In a survey for dispersers and predators of A. aculeata seeds (A. O. Scariot 1998), the following species were captured: Didelphis albiventris Lund (1840) (white-eared opossum), Nectomys squamipes Brants (1827) (water rat), Cebus apela Linnaeus (1758) (capuchin monkey), and Turdus sp. Linnaeus (1758). As these wild animals are small and not all of them consume the fruits, they were considered as possible dispersers. In South America, the fruits are consumed and the seeds dispersed by Tapirus terrestris Linnaeus (1758) (tapir) (Rumiz 2001) and Tapirus bairdii Gill (1865) (Mesoamerican tapir) (Cortez and Pérez 2010; Olmos 1997), but not always in areas favored for germination.

It is reported, although without a proper confirmation, that fruits are an important food source for Mazama americana Erxleben (1777) (red brocket deer) and M. gouazoubira G. Fischer (von Waldheim) (1814) (brocket deer) (Rivero et al. 2005). Anodorhynchus hyacinthinus Latham (1790) (hyacinth macaw) consumes the nut of the fruit (Silva 2015). Even though it does not effectively contribute to dispersal because it damages the seed, the hyacinth macaw can drop undamaged fruit as it transports them during its flight (Scariot 1998).
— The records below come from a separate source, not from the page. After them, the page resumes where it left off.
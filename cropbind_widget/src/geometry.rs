// Copyright 2025 the Cropbind Authors
// SPDX-License-Identifier: Apache-2.0 OR MIT

//! Partial geometry overrides.
//!
//! Each type here is a bag of optional fields. A present field forces the
//! corresponding piece of widget state; an absent field leaves the widget's
//! current value untouched. There is deliberately no "reset to default"
//! encoding — hosts that want a reset must pass the default value explicitly.

use kurbo::{Point, Size, Vec2};

/// A partial override of the full crop placement: position, size, rotation,
/// and scale, all in image coordinates.
#[derive(Clone, Copy, Debug, Default, PartialEq)]
pub struct CropData {
    /// Top-left corner of the cropped region.
    pub origin: Option<Point>,
    /// Size of the cropped region.
    pub size: Option<Size>,
    /// Absolute rotation in degrees.
    pub rotation: Option<f64>,
    /// Per-axis scale factors; negative values mirror.
    pub scale: Option<Vec2>,
}

impl CropData {
    /// Returns `true` when no field is present, i.e. applying this override
    /// would not change any widget state.
    #[must_use]
    pub fn is_empty(&self) -> bool {
        self.origin.is_none()
            && self.size.is_none()
            && self.rotation.is_none()
            && self.scale.is_none()
    }
}

/// A partial override of the crop box placement, in container coordinates.
#[derive(Clone, Copy, Debug, Default, PartialEq)]
pub struct CropBoxGeometry {
    /// Top-left corner of the crop box.
    pub origin: Option<Point>,
    /// Size of the crop box.
    pub size: Option<Size>,
}

/// A partial override of the canvas placement, in container coordinates.
#[derive(Clone, Copy, Debug, Default, PartialEq)]
pub struct CanvasGeometry {
    /// Top-left corner of the canvas.
    pub origin: Option<Point>,
    /// Size of the canvas.
    pub size: Option<Size>,
}
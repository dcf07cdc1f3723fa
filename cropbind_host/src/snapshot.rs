// Copyright 2025 the Cropbind Authors
// SPDX-License-Identifier: Apache-2.0 OR MIT

//! The declarative configuration snapshot.
//!
//! A [`ConfigSnapshot`] is the full input set for one host render pass. It
//! is immutable once handed to the controller and superseded wholesale by
//! the next pass's snapshot; there is no identity beyond current vs
//! previous. Imperative fields are `Option`s where absence means "leave the
//! widget's current state untouched" — never "reset to a default".

use alloc::boxed::Box;
use alloc::rc::Rc;
use core::cell::RefCell;
use core::fmt;

use cropbind_widget::{
    CanvasGeometry, CropBoxGeometry, CropData, CropPhase, CropReport, DragMode, SurfaceKind,
    WidgetOptions, ZoomDelta,
};

/// Shared handle to the live widget instance.
///
/// The controller owns the widget's lifecycle; callers receive a clone of
/// this handle through [`Callbacks::on_initialized`] and may keep it for
/// direct imperative access. Sharing is single-threaded by design.
pub type WidgetHandle<W> = Rc<RefCell<W>>;

/// Event-callback references carried by a snapshot.
///
/// `on_initialized` is the one mandatory callback: it receives the widget
/// handle exactly once, synchronously after construction — which is before
/// the widget has necessarily finished its own internal initialization. All
/// other callbacks are optional; a missing callback simply drops the
/// corresponding event.
pub struct Callbacks<W> {
    /// Mandatory; receives the widget handle once, right after construction.
    pub on_initialized: Box<dyn FnMut(&WidgetHandle<W>)>,
    /// The widget finished internal initialization. Runs strictly after the
    /// controller has synchronized the widget to the current snapshot.
    pub on_ready: Option<Box<dyn FnMut()>>,
    /// The crop result changed.
    pub on_crop: Option<Box<dyn FnMut(&CropReport)>>,
    /// A crop interaction started.
    pub on_crop_start: Option<Box<dyn FnMut(&CropPhase)>>,
    /// A crop interaction moved.
    pub on_crop_move: Option<Box<dyn FnMut(&CropPhase)>>,
    /// A crop interaction ended.
    pub on_crop_end: Option<Box<dyn FnMut(&CropPhase)>>,
    /// The canvas zoom level changed.
    pub on_zoom: Option<Box<dyn FnMut(&ZoomDelta)>>,
}

impl<W> Callbacks<W> {
    /// Creates a callback set with the mandatory `on_initialized` and no
    /// optional callbacks.
    pub fn new(on_initialized: impl FnMut(&WidgetHandle<W>) + 'static) -> Self {
        Self {
            on_initialized: Box::new(on_initialized),
            on_ready: None,
            on_crop: None,
            on_crop_start: None,
            on_crop_move: None,
            on_crop_end: None,
            on_zoom: None,
        }
    }
}

impl<W> fmt::Debug for Callbacks<W> {
    fn fmt(&self, f: &mut fmt::Formatter<'_>) -> fmt::Result {
        f.debug_struct("Callbacks")
            .field("on_initialized", &"..")
            .field("on_ready", &self.on_ready.is_some())
            .field("on_crop", &self.on_crop.is_some())
            .field("on_crop_start", &self.on_crop_start.is_some())
            .field("on_crop_move", &self.on_crop_move.is_some())
            .field("on_crop_end", &self.on_crop_end.is_some())
            .field("on_zoom", &self.on_zoom.is_some())
            .finish()
    }
}

/// The full declarative input set for one render pass.
pub struct ConfigSnapshot<W> {
    /// Which element kind the host should render and bind.
    pub surface: SurfaceKind,
    /// Whether the widget accepts interaction. Always definite; applied on
    /// every reconciliation pass.
    pub enabled: bool,
    /// Construction-time options consumed once when the widget is built.
    /// Snapshot-level `aspect_ratio`, `drag_mode`, and `data` are layered on
    /// top of these at construction when present.
    pub construct: WidgetOptions,
    /// Crop box proportion constraint.
    pub aspect_ratio: Option<f64>,
    /// Backdrop drag interpretation.
    pub drag_mode: Option<DragMode>,
    /// Explicit crop placement override.
    pub data: Option<CropData>,
    /// Explicit crop box placement override.
    pub crop_box: Option<CropBoxGeometry>,
    /// Explicit canvas placement override.
    pub canvas: Option<CanvasGeometry>,
    /// Horizontal scale factor.
    pub scale_x: Option<f64>,
    /// Vertical scale factor.
    pub scale_y: Option<f64>,
    /// Absolute rotation target in degrees.
    pub rotate_to: Option<f64>,
    /// Absolute zoom target. Only strictly positive values issue a zoom
    /// call; zero or negative means "no zoom action requested".
    pub zoom_to: Option<f64>,
    /// Event-callback references.
    pub callbacks: Callbacks<W>,
}

impl<W> ConfigSnapshot<W> {
    /// Creates a snapshot with default construction options, interaction
    /// enabled, and every imperative field absent.
    pub fn new(on_initialized: impl FnMut(&WidgetHandle<W>) + 'static) -> Self {
        Self {
            surface: SurfaceKind::default(),
            enabled: true,
            construct: WidgetOptions::default(),
            aspect_ratio: None,
            drag_mode: None,
            data: None,
            crop_box: None,
            canvas: None,
            scale_x: None,
            scale_y: None,
            rotate_to: None,
            zoom_to: None,
            callbacks: Callbacks::new(on_initialized),
        }
    }

    /// Assembles the option bag for widget construction: the snapshot's
    /// construction options with any present snapshot-level aspect ratio,
    /// drag mode, and initial data layered on top.
    #[must_use]
    pub fn widget_options(&self) -> WidgetOptions {
        let mut options = self.construct.clone();
        if self.aspect_ratio.is_some() {
            options.aspect_ratio = self.aspect_ratio;
        }
        if let Some(mode) = self.drag_mode {
            options.drag_mode = mode;
        }
        if self.data.is_some() {
            options.data = self.data;
        }
        options
    }
}

impl<W> fmt::Debug for ConfigSnapshot<W> {
    fn fmt(&self, f: &mut fmt::Formatter<'_>) -> fmt::Result {
        f.debug_struct("ConfigSnapshot")
            .field("surface", &self.surface)
            .field("enabled", &self.enabled)
            .field("construct", &self.construct)
            .field("aspect_ratio", &self.aspect_ratio)
            .field("drag_mode", &self.drag_mode)
            .field("data", &self.data)
            .field("crop_box", &self.crop_box)
            .field("canvas", &self.canvas)
            .field("scale_x", &self.scale_x)
            .field("scale_y", &self.scale_y)
            .field("rotate_to", &self.rotate_to)
            .field("zoom_to", &self.zoom_to)
            .field("callbacks", &self.callbacks)
            .finish()
    }
}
Some animals consume the fleshy fruit without eating the seed, such as Artibeus jamaicensis (bat) (Ortega and Castro-Arellano 2001), Ara ararauna (canindé macaw) (Santos and Ragusa-Netto 2014), Pecari tajacu, and Tayassu pecari (jawbone pecari) (Beck 2006). Wild groups of Cebus libidinosus (capuchin monkey) break the seeds and consume the nuts (Waga et al. 2006).

Local communities modestly commercialize products derived from this species, although they are progressively gaining greater prominence by organizing into cooperatives, among them are the following: Central do Cerrado Produtos Ecossociais, Cooperativa Grande Sertão, and Unidade de Beneficiamento do Coco Macaúba. Cosmetic utilization has developed on an industrial scale, e.g., by manufacture of hair products by companies such as Macaúba Brasil, Lola Cosmetics, and Biodivér.

Fruit of A. aculeata is emerging as promising for biodiesel production and the secondary production of charcoal used in filters for the steel industry. The interest in this species for biodiesel production is justified by its high fruit production, concentration, and quality of oil derived from pulp and nut (Evaristo et al. 2016; Lanes et al. 2016; Lopes et al. 2013; Motoike et al. 2013; Pires et al. 2013).

The palm species is still exploited in an extractive way from the wild, and the collecting of fruits is inefficient. There are also few industries operating, which leads to low productivity of products (Pires et al. 2013). In economic terms, a wide range of applications is described in Supplementary Material—Table S2.